The naturally occurring antibodies, dubbed VRC01 and VRC02, were isolated from an individual with HIV who is known as a slow progressor -- he is infected with the virus but has remained essentially healthy.

"The antibodies work against about 90 per cent of all of the viruses we tested," said Dr. John Mascola, deputy director of the Vaccine Research Center, part of the U.S. National Institute of Allergy and Infectious Diseases (NIAID), which led the study.

The multicentre research team, whose work is published this week in the journal Science, tested about 200 different variations of the AIDS virus, collected from infected people around the globe.

"Each virus is different and that is one of the characteristics of HIV," Mascola said from Bethesda, Md. "It's a highly mutable virus and there are literally thousands and thousands of variants of the virus circulating throughout the world at any given time, and even variants in a single individual."

What has especially excited the researchers, however, is their discovery about how a VRC antibody works to stop HIV from entering and killing key immune system cells, called CD4 T-cells.

The antibodies work by attaching themselves to a site on the virus that allows it to take over these disease-fighting cells -- a site that has remained intact through countless mutations over the decades.

"The antibodies attach to a virtually unchanging part of the virus, and this explains why they can neutralize such an extraordinary range of HIV strains," said Mascola. "Antibodies like this are proof-of-concept that the human immune system can make very potent antibodies against HIV."

"And that's very important information for helping us design a vaccine."

There have been numerous attempts to develop an AIDS vaccine, but those efforts have been stymied so far because the virus mutates so quickly. For frustrated scientists, it's been akin to shooting at a moving target.

That's why, said Dr. Alan Bernstein, this discovery could be a "major breakthrough" in the quest for an AIDS vaccine.

"In a sense they have found at least one of the Achilles heels of the virus," Bernstein, executive director of the Global HIV Vaccine Enterprise, said Thursday from New York.

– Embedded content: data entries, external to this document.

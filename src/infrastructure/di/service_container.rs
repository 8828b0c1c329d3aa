//! Service container for dependency injection
//!
//! Wires up settings, the provided tree and the session manager.

use std::sync::Arc;

use crate::application::{SessionManager, TraversalOptions};
use crate::config::Settings;
use crate::infrastructure::provider::{JsonTreeFile, TreeProvider};
use crate::infrastructure::InfraResult;

/// Container holding all application services.
///
/// Built once by the entry point and handed to request handlers by reference.
pub struct ServiceContainer {
    /// Application settings
    pub settings: Arc<Settings>,

    /// Sessions over the shared decision tree
    pub sessions: Arc<SessionManager>,
}

impl ServiceContainer {
    /// Create a container reading the tree configured in `settings`.
    pub fn new(settings: Settings) -> InfraResult<Self> {
        let provider = JsonTreeFile::new(settings.tree_path.clone());
        Self::with_provider(settings, &provider)
    }

    /// Create a container with a custom tree provider (for testing).
    pub fn with_provider(settings: Settings, provider: &dyn TreeProvider) -> InfraResult<Self> {
        let tree = Arc::new(provider.provide()?);
        let options = TraversalOptions {
            offer_probably: settings.session.offer_probably,
        };
        let sessions = Arc::new(SessionManager::with_options(tree, options));
        Ok(Self {
            settings: Arc::new(settings),
            sessions,
        })
    }

    /// Evict sessions idle beyond the configured timeout.
    ///
    /// A timeout beyond chrono's range is clamped, so nothing is evicted.
    pub fn evict_idle_sessions(&self) -> usize {
        let timeout = self
            .settings
            .session
            .idle_timeout()
            .unwrap_or(chrono::Duration::MAX);
        self.sessions.evict_idle(timeout)
    }
}
//! Domain layer: the decision tree data model
//!
//! This layer is independent of external concerns (no I/O, no CLI, no config loading).

pub mod builder;
pub mod error;
pub mod tree;

pub use builder::{NodeDocument, OptionDocument, TreeBuilder, TreeDocument, TreeResult};
pub use error::DomainError;
pub use tree::{AnswerOption, DecisionTree, NodeIndex, Programme, TreeNode};

/// Expand environment variables in a path string.
///
/// Supports `$VAR`, `${VAR}` and `~` for the home directory.
pub fn expand_env_vars(path: &str) -> String {
    shellexpand::full(path)
        .map(|s| s.into_owned())
        .unwrap_or_else(|_| path.to_string())
}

"This group of investigators have found it. And not only that, they've figured out how it works ... So the big push now is how do we turn that information into thinking about a vaccine."

He said the research adds to a number of other recent discoveries, including neutralizing antibodies reported on last September by the Scripps Research Institute, which have reinvigorated the hunt for an effective vaccine.

"So I think the mood in the field has really turned around and there's a sense that we're entering a new era in HIV vaccine research based on the kinds of exciting science that's now coming out," said Bernstein, former president of the Canadian Institutes of Health Research.

Mascola said his team has already begun to design components for a candidate vaccine that could teach the human immune system to make antibodies similar to VRC01 and VRC02 that might prevent infection by the vast majority of HIV strains worldwide.

Testing would begin in small lab animals, then in non-human primates like macaques that can become infected with a simian form of the virus. If the animal results are positive, the next step would be to test the vaccine in humans. Such a trial would likely not occur for two or three years, he said.

NIAID director Dr. Anthony Fauci said in a statement that the research should not only speed up efforts to find a preventive HIV vaccine, but "the technique the teams used to find the new antibodies represents a novel strategy that could be applied to vaccine design for many other infectious diseases."